All of the data below is to be printed again exactly.

Top of Records for the task

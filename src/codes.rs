//! One-time and referral code generation.

use rand::distributions::Alphanumeric;
use rand::Rng;

/// Length of the public referral token.
pub const REFERRAL_CODE_LEN: usize = 8;

/// 6-digit verification/reset code, uniform over `100000..=999999`.
///
/// No uniqueness guarantee; codes are scoped to one email and the latest
/// request wins.
#[must_use]
pub fn numeric_code() -> String {
    rand::thread_rng().gen_range(100_000..=999_999).to_string()
}

/// 8-character referral code over `[A-Za-z0-9]`, independent per character.
///
/// Collision handling is the registry's job: it checks the referral-code
/// index and regenerates on a hit.
#[must_use]
pub fn referral_code() -> String {
    rand::thread_rng()
        .sample_iter(&Alphanumeric)
        .take(REFERRAL_CODE_LEN)
        .map(char::from)
        .collect()
}

#[cfg(test)]
mod tests {
    use super::*;

    #[test]
    fn numeric_code_is_six_digits_in_range() {
        for _ in 0..200 {
            let code = numeric_code();
            assert_eq!(code.len(), 6);
            let value: u32 = code.parse().unwrap();
            assert!((100_000..=999_999).contains(&value));
        }
    }

    #[test]
    fn referral_code_is_eight_alphanumerics() {
        for _ in 0..200 {
            let code = referral_code();
            assert_eq!(code.len(), REFERRAL_CODE_LEN);
            assert!(code.chars().all(|c| c.is_ascii_alphanumeric()));
        }
    }

    #[test]
    fn referral_codes_vary() {
        let a = referral_code();
        let b = referral_code();
        let c = referral_code();
        // Three identical draws from a 62^8 space means a broken RNG.
        assert!(!(a == b && b == c));
    }
}
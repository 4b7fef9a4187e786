//! HTTP surface: the original wait-list endpoints on axum.

pub mod handlers;

use std::sync::Arc;

use anyhow::{Context, Result};
use axum::{
    body::Body,
    http::{HeaderName, HeaderValue, Method, Request},
    routing::{get, post},
    Extension, Router,
};
use tokio::net::TcpListener;
use tower::ServiceBuilder;
use tower_http::{
    cors::{Any, CorsLayer},
    request_id::PropagateRequestIdLayer,
    set_header::SetRequestHeaderLayer,
    trace::TraceLayer,
};
use tracing::{debug_span, info, Span};
use ulid::Ulid;
use utoipa::OpenApi;

use crate::registry::Waitlist;

#[derive(OpenApi)]
#[openapi(
    info(title = "waitlist", description = "Wait-list registration service"),
    paths(
        handlers::health::health,
        handlers::send_code::send_code,
        handlers::verify_code::verify_code,
        handlers::submit_wallet::submit_wallet,
        handlers::user_data::user_data,
        handlers::login::login,
        handlers::reset::send_reset_code,
        handlers::reset::verify_reset_code,
        handlers::reset::reset_password,
    )
)]
struct ApiDoc;

/// Generated OpenAPI document for the routes below.
#[must_use]
pub fn openapi() -> utoipa::openapi::OpenApi {
    ApiDoc::openapi()
}

/// Build the application router around a shared registry handle.
#[must_use]
pub fn router(waitlist: Arc<Waitlist>) -> Router {
    let cors = CorsLayer::new()
        // allow `GET` and `POST` when accessing the resource
        .allow_methods([Method::GET, Method::POST])
        .allow_headers(Any)
        // allow requests from any origin
        .allow_origin(Any);

    Router::new()
        .route("/health", get(handlers::health::health))
        .route("/api/send-code", post(handlers::send_code::send_code))
        .route("/api/verify-code", post(handlers::verify_code::verify_code))
        .route(
            "/api/submit-wallet",
            post(handlers::submit_wallet::submit_wallet),
        )
        .route("/api/user-data", post(handlers::user_data::user_data))
        .route("/api/login", post(handlers::login::login))
        .route(
            "/api/send-reset-code",
            post(handlers::reset::send_reset_code),
        )
        .route(
            "/api/verify-reset-code",
            post(handlers::reset::verify_reset_code),
        )
        .route("/api/reset-password", post(handlers::reset::reset_password))
        .layer(
            ServiceBuilder::new()
                .layer(SetRequestHeaderLayer::if_not_present(
                    HeaderName::from_static("x-request-id"),
                    |_req: &_| HeaderValue::from_str(Ulid::new().to_string().as_str()).ok(),
                ))
                .layer(PropagateRequestIdLayer::new(HeaderName::from_static(
                    "x-request-id",
                )))
                .layer(TraceLayer::new_for_http().make_span_with(make_span))
                .layer(cors)
                .layer(Extension(waitlist)),
        )
}

/// Bind and serve until interrupted.
/// # Errors
/// Returns an error if the listener cannot bind or the server fails.
pub async fn serve(port: u16, waitlist: Arc<Waitlist>) -> Result<()> {
    let app = router(waitlist);

    let listener = TcpListener::bind(format!("::0:{port}"))
        .await
        .with_context(|| format!("failed to bind port {port}"))?;

    info!("Listening on [::]:{}", port);

    axum::serve(listener, app.into_make_service())
        .with_graceful_shutdown(async {
            let _ = tokio::signal::ctrl_c().await;
            info!("Gracefully shutdown");
        })
        .await?;

    Ok(())
}

// span
fn make_span(request: &Request<Body>) -> Span {
    let headers = request.headers();
    let path = request.uri().path();
    let request_id = headers
        .get("x-request-id")
        .and_then(|val| val.to_str().ok())
        .unwrap_or("none");

    debug_span!("http-request", path, ?headers, request_id)
}

#[cfg(test)]
mod tests {
    use super::*;

    #[test]
    fn openapi_documents_every_route() {
        let doc = openapi();
        let paths = &doc.paths.paths;
        for route in [
            "/health",
            "/api/send-code",
            "/api/verify-code",
            "/api/submit-wallet",
            "/api/user-data",
            "/api/login",
            "/api/send-reset-code",
            "/api/verify-reset-code",
            "/api/reset-password",
        ] {
            assert!(paths.contains_key(route), "missing: {route}");
        }
    }
}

Bottom of Records for the task

Expected answer:
filename src/codes.rs
//! One-time and referral code generation.

use rand::distributions::Alphanumeric;
use rand::Rng;

/// Length of the public referral token.
pub const REFERRAL_CODE_LEN: usize = 8;

/// 6-digit verification/reset code, uniform over `100000..=999999`.
///
/// No uniqueness guarantee; codes are scoped to one email and the latest
/// request wins.
#[must_use]
pub fn numeric_code() -> String {
    rand::thread_rng().gen_range(100_000..=999_999).to_string()
}

/// 8-character referral code over `[A-Za-z0-9]`, independent per character.
///
/// Collision handling is the registry's job: it checks the referral-code
/// index and regenerates on a hit.
#[must_use]
pub fn referral_code() -> String {
    rand::thread_rng()
        .sample_iter(&Alphanumeric)
        .take(REFERRAL_CODE_LEN)
        .map(char::from)
        .collect()
}

#[cfg(test)]
mod tests {
    use super::*;

    #[test]
    fn numeric_code_is_six_digits_in_range() {
        for _ in 0..200 {
            let code = numeric_code();
            assert_eq!(code.len(), 6);
            let value: u32 = code.parse().unwrap();
            assert!((100_000..=999_999).contains(&value));
        }
    }

    #[test]
    fn referral_code_is_eight_alphanumerics() {
        for _ in 0..200 {
            let code = referral_code();
            assert_eq!(code.len(), REFERRAL_CODE_LEN);
            assert!(code.chars().all(|c| c.is_ascii_alphanumeric()));
        }
    }

    #[test]
    fn referral_codes_vary() {
        let a = referral_code();
        let b = referral_code();
        let c = referral_code();
        // Three identical draws from a 62^8 space means a broken RNG.
        assert!(!(a == b && b == c));
    }
}
repository 4b7fef9a4187e786
//! HTTP surface: the original wait-list endpoints on axum.

pub mod handlers;

use std::sync::Arc;

use anyhow::{Context, Result};
use axum::{
    body::Body,
    http::{HeaderName, HeaderValue, Method, Request},
    routing::{get, post},
    Extension, Router,
};
use tokio::net::TcpListener;
use tower::ServiceBuilder;
use tower_http::{
    cors::{Any, CorsLayer},
    request_id::PropagateRequestIdLayer,
    set_header::SetRequestHeaderLayer,
    trace::TraceLayer,
};
use tracing::{debug_span, info, Span};
use ulid::Ulid;
use utoipa::OpenApi;

use crate::registry::Waitlist;

#[derive(OpenApi)]
#[openapi(
    info(title = "waitlist", description = "Wait-list registration service"),
    paths(
        handlers::health::health,
        handlers::send_code::send_code,
        handlers::verify_code::verify_code,
        handlers::submit_wallet::submit_wallet,
        handlers::user_data::user_data,
        handlers::login::login,
        handlers::reset::send_reset_code,
        handlers::reset::verify_reset_code,
        handlers::reset::reset_password,
    )
)]
struct ApiDoc;

/// Generated OpenAPI document for the routes below.
#[must_use]
pub fn openapi() -> utoipa::openapi::OpenApi {
    ApiDoc::openapi()
}

/// Build the application router around a shared registry handle.
#[must_use]
pub fn router(waitlist: Arc<Waitlist>) -> Router {
    let cors = CorsLayer::new()
        // allow `GET` and `POST` when accessing the resource
        .allow_methods([Method::GET, Method::POST])
        .allow_headers(Any)
        // allow requests from any origin
        .allow_origin(Any);

    Router::new()
        .route("/health", get(handlers::health::health))
        .route("/api/send-code", post(handlers::send_code::send_code))
        .route("/api/verify-code", post(handlers::verify_code::verify_code))
        .route(
            "/api/submit-wallet",
            post(handlers::submit_wallet::submit_wallet),
        )
        .route("/api/user-data", post(handlers::user_data::user_data))
        .route("/api/login", post(handlers::login::login))
        .route(
            "/api/send-reset-code",
            post(handlers::reset::send_reset_code),
        )
        .route(
            "/api/verify-reset-code",
            post(handlers::reset::verify_reset_code),
        )
        .route("/api/reset-password", post(handlers::reset::reset_password))
        .layer(
            ServiceBuilder::new()
                .layer(SetRequestHeaderLayer::if_not_present(
                    HeaderName::from_static("x-request-id"),
                    |_req: &_| HeaderValue::from_str(Ulid::new().to_string().as_str()).ok(),
                ))
                .layer(PropagateRequestIdLayer::new(HeaderName::from_static(
                    "x-request-id",
                )))
                .layer(TraceLayer::new_for_http().make_span_with(make_span))
                .layer(cors)
                .layer(Extension(waitlist)),
        )
}

/// Bind and serve until interrupted.
/// # Errors
/// Returns an error if the listener cannot bind or the server fails.
pub async fn serve(port: u16, waitlist: Arc<Waitlist>) -> Result<()> {
    let app = router(waitlist);

    let listener = TcpListener::bind(format!("::0:{port}"))
        .await
        .with_context(|| format!("failed to bind port {port}"))?;

    info!("Listening on [::]:{}", port);

    axum::serve(listener, app.into_make_service())
        .with_graceful_shutdown(async {
            let _ = tokio::signal::ctrl_c().await;
            info!("Gracefully shutdown");
        })
        .await?;

    Ok(())
}

// span
fn make_span(request: &Request<Body>) -> Span {
    let headers = request.headers();
    let path = request.uri().path();
    let request_id = headers
        .get("x-request-id")
        .and_then(|val| val.to_str().ok())
        .unwrap_or("none");

    debug_span!("http-request", path, ?headers, request_id)
}

#[cfg(test)]
mod tests {
    use super::*;

    #[test]
    fn openapi_documents_every_route() {
        let doc = openapi();
        let paths = &doc.paths.paths;
        for route in [
            "/health",
            "/api/send-code",
            "/api/verify-code",
            "/api/submit-wallet",
            "/api/user-data",
            "/api/login",
            "/api/send-reset-code",
            "/api/verify-reset-code",
            "/api/reset-password",
        ] {
            assert!(paths.contains_key(route), "missing: {route}");
        }
    }
}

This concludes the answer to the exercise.